Output the lines below exactly, please, from the first line until the line with "with the root", counting both.

(Stored data entries)
= = = =

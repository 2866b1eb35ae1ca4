#![warn(clippy::all, clippy::pedantic, clippy::nursery, clippy::cargo)]
//! Locating puzzle inputs and executing day solutions.
//!
//! Inputs live alongside their day, `<root>/day05/input.txt`, with the root
//! directory supplied by the caller (the CLI defaults it to `days`). A
//! missing input file is an expected, recoverable condition: days are
//! published one at a time and inputs are added as they unlock, so the
//! runner reports [`RunError::MissingInput`] rather than aborting.

use crate::days::DayImpls;
use crate::solution::Solution;
use crate::util::ParseError;
use itertools::Itertools;
use std::io;
use std::path::{Path, PathBuf};
use std::time::{Duration, Instant};
use walkdir::WalkDir;

/// The first puzzle day.
pub const FIRST_DAY: u8 = 1;

/// The last puzzle day of the 2025 event.
pub const LAST_DAY: u8 = 12;

/// A per-day failure. Every variant is recoverable: an `all` run reports it
/// and moves on to the next day.
#[derive(Debug, thiserror::Error)]
pub enum RunError {
    /// The day's `input.txt` does not exist yet.
    #[error("input file for day {day} not found: {path}")]
    MissingInput {
        /// The day whose input is missing.
        day: u8,
        /// The path that was probed.
        path: PathBuf,
    },

    /// No solution module is registered under this day number.
    #[error("no solution registered for day {0}")]
    MissingDay(u8),

    /// The day's input exists but its solution could not parse it.
    #[error("day {day} failed to parse its input")]
    Parse {
        /// The day whose parse failed.
        day: u8,
        /// The underlying parse failure.
        #[source]
        source: ParseError,
    },

    /// An I/O failure other than a missing input file.
    #[error("failed to read {path}")]
    Io {
        /// The path being read.
        path: PathBuf,
        /// The underlying I/O error.
        #[source]
        source: io::Error,
    },
}

/// The timed answer to one puzzle part.
#[derive(Debug, Clone)]
pub struct PartReport {
    /// The answer, or `None` while the part is unimplemented.
    pub answer: Option<String>,
    /// Time spent computing the part.
    pub elapsed: Duration,
}

/// The outcome of running one day's solution over its input.
#[derive(Debug, Clone)]
pub struct DayReport {
    /// The day number.
    pub day: u8,
    /// Time spent parsing the input.
    pub parse_time: Duration,
    /// Part one's answer and timing.
    pub part_one: PartReport,
    /// Part two's answer and timing.
    pub part_two: PartReport,
}

impl DayReport {
    /// Total time across parsing and both parts.
    #[must_use]
    pub fn total_time(&self) -> Duration {
        self.parse_time + self.part_one.elapsed + self.part_two.elapsed
    }
}

/// Parses `input` with `solution` and runs both parts, timing each phase.
///
/// # Errors
///
/// Returns [`RunError::Parse`] if the solution rejects the input.
pub fn run_solution<S: Solution>(day: u8, solution: &S, input: &str) -> Result<DayReport, RunError> {
    let start = Instant::now();
    let parsed = solution
        .parse(input)
        .map_err(|source| RunError::Parse { day, source })?;
    let parse_time = start.elapsed();

    let start = Instant::now();
    let answer_one = solution.part_one(&parsed);
    let part_one = PartReport {
        answer: answer_one,
        elapsed: start.elapsed(),
    };

    let start = Instant::now();
    let answer_two = solution.part_two(&parsed);
    let part_two = PartReport {
        answer: answer_two,
        elapsed: start.elapsed(),
    };

    Ok(DayReport {
        day,
        parse_time,
        part_one,
        part_two,
    })
}

/// The conventional input location for a day: `<root>/day{NN}/input.txt`.
#[must_use]
pub fn input_path(root: &Path, day: u8) -> PathBuf {
    root.join(format!("day{day:02}")).join("input.txt")
}

/// Reads a day's input file from its conventional location.
///
/// # Errors
///
/// Returns [`RunError::MissingInput`] if the file does not exist and
/// [`RunError::Io`] for any other read failure.
pub fn read_input(root: &Path, day: u8) -> Result<String, RunError> {
    let path = input_path(root, day);
    std::fs::read_to_string(&path).map_err(|source| {
        if source.kind() == io::ErrorKind::NotFound {
            RunError::MissingInput { day, path }
        } else {
            RunError::Io { path, source }
        }
    })
}

/// Runs a day against the given input text, without touching the filesystem.
///
/// # Errors
///
/// Returns [`RunError::MissingDay`] for unregistered day numbers, or the
/// day's parse failure.
pub fn run_day_with_input(day: u8, input: &str) -> Result<DayReport, RunError> {
    let solution = DayImpls::from_number(day).ok_or(RunError::MissingDay(day))?;
    solution.run(input)
}

/// Looks up a day's solution, reads its input from `root` and runs it.
///
/// # Errors
///
/// Any [`RunError`]: missing module, missing input, read failure or parse
/// failure.
pub fn run_day(root: &Path, day: u8) -> Result<DayReport, RunError> {
    // Registry lookup first, so a missing module is reported even when the
    // input file is also absent.
    let solution = DayImpls::from_number(day).ok_or(RunError::MissingDay(day))?;
    let input = read_input(root, day)?;
    solution.run(&input)
}

/// Scans `root` for `dayNN` directories that contain an `input.txt`,
/// returning the day numbers sorted ascending.
#[must_use]
pub fn discover_inputs(root: &Path) -> Vec<u8> {
    WalkDir::new(root)
        .min_depth(1)
        .max_depth(1)
        .into_iter()
        .filter_map(Result::ok)
        .filter(|entry| entry.file_type().is_dir())
        .filter_map(|entry| day_number(entry.file_name().to_str()?))
        .filter(|&day| input_path(root, day).is_file())
        .sorted_unstable()
        .collect_vec()
}

/// Extracts the day number from a `dayNN` directory name.
fn day_number(name: &str) -> Option<u8> {
    name.strip_prefix("day")?.parse().ok()
}

#[cfg(test)]
mod tests {
    use super::*;
    use crate::util;
    use std::fs;
    use tempfile::tempdir;

    /// Minimal real solution, so the timing/reporting path is exercised
    /// with implemented parts as well as with the day scaffolds.
    struct SumOfNumbers;

    impl Solution for SumOfNumbers {
        type Parsed = Vec<i64>;

        fn parse(&self, input: &str) -> Result<Self::Parsed, ParseError> {
            util::read_numbers(input)
        }

        fn part_one(&self, data: &Self::Parsed) -> Option<String> {
            Some(data.iter().sum::<i64>().to_string())
        }

        fn part_two(&self, _data: &Self::Parsed) -> Option<String> {
            None
        }
    }

    #[test]
    fn input_path_is_zero_padded() {
        let path = input_path(Path::new("days"), 3);
        assert_eq!(path, Path::new("days").join("day03").join("input.txt"));

        let path = input_path(Path::new("days"), 12);
        assert_eq!(path, Path::new("days").join("day12").join("input.txt"));
    }

    #[test]
    fn run_solution_answers_and_times_both_parts() {
        let report = run_solution(1, &SumOfNumbers, "1\n2\n3\n").unwrap();
        assert_eq!(report.day, 1);
        assert_eq!(report.part_one.answer.as_deref(), Some("6"));
        assert_eq!(report.part_two.answer, None);
        assert!(report.total_time() >= report.parse_time);
    }

    #[test]
    fn run_solution_wraps_parse_failures() {
        let err = run_solution(4, &SumOfNumbers, "1\nnope\n").unwrap_err();
        assert!(matches!(err, RunError::Parse { day: 4, .. }));
    }

    #[test]
    fn read_input_missing_file_is_recoverable() {
        let dir = tempdir().unwrap();
        let err = read_input(dir.path(), 7).unwrap_err();
        assert!(matches!(err, RunError::MissingInput { day: 7, .. }));
    }

    #[test]
    fn read_input_returns_file_contents() {
        let dir = tempdir().unwrap();
        fs::create_dir(dir.path().join("day02")).unwrap();
        fs::write(dir.path().join("day02").join("input.txt"), "a\nb\n").unwrap();

        assert_eq!(read_input(dir.path(), 2).unwrap(), "a\nb\n");
    }

    #[test]
    fn run_day_reports_missing_module_before_missing_input() {
        let dir = tempdir().unwrap();
        let err = run_day(dir.path(), 99).unwrap_err();
        assert!(matches!(err, RunError::MissingDay(99)));
    }

    #[test]
    fn run_day_with_input_runs_scaffold_days() {
        let report = run_day_with_input(1, "a\nb\nc\n").unwrap();
        assert_eq!(report.day, 1);
        assert_eq!(report.part_one.answer, None);
        assert_eq!(report.part_two.answer, None);
    }

    #[test]
    fn discover_inputs_finds_populated_day_dirs() {
        let dir = tempdir().unwrap();
        for day_dir in ["day05", "day01", "day09", "notaday"] {
            fs::create_dir(dir.path().join(day_dir)).unwrap();
        }
        fs::write(dir.path().join("day05").join("input.txt"), "x").unwrap();
        fs::write(dir.path().join("day01").join("input.txt"), "y").unwrap();
        // day09 has a directory but no input; notaday has neither.

        assert_eq!(discover_inputs(dir.path()), vec![1, 5]);
    }

    #[test]
    fn day_number_parses_zero_padded_names() {
        assert_eq!(day_number("day01"), Some(1));
        assert_eq!(day_number("day12"), Some(12));
        assert_eq!(day_number("day"), None);
        assert_eq!(day_number("input"), None);
    }
}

= = = =

* Exercise answer
repository 2866b1eb35ae1ca4
#![warn(clippy::all, clippy::pedantic, clippy::nursery, clippy::cargo)]
//! Locating puzzle inputs and executing day solutions.
//!
//! Inputs live alongside their day, `<root>/day05/input.txt`, with the root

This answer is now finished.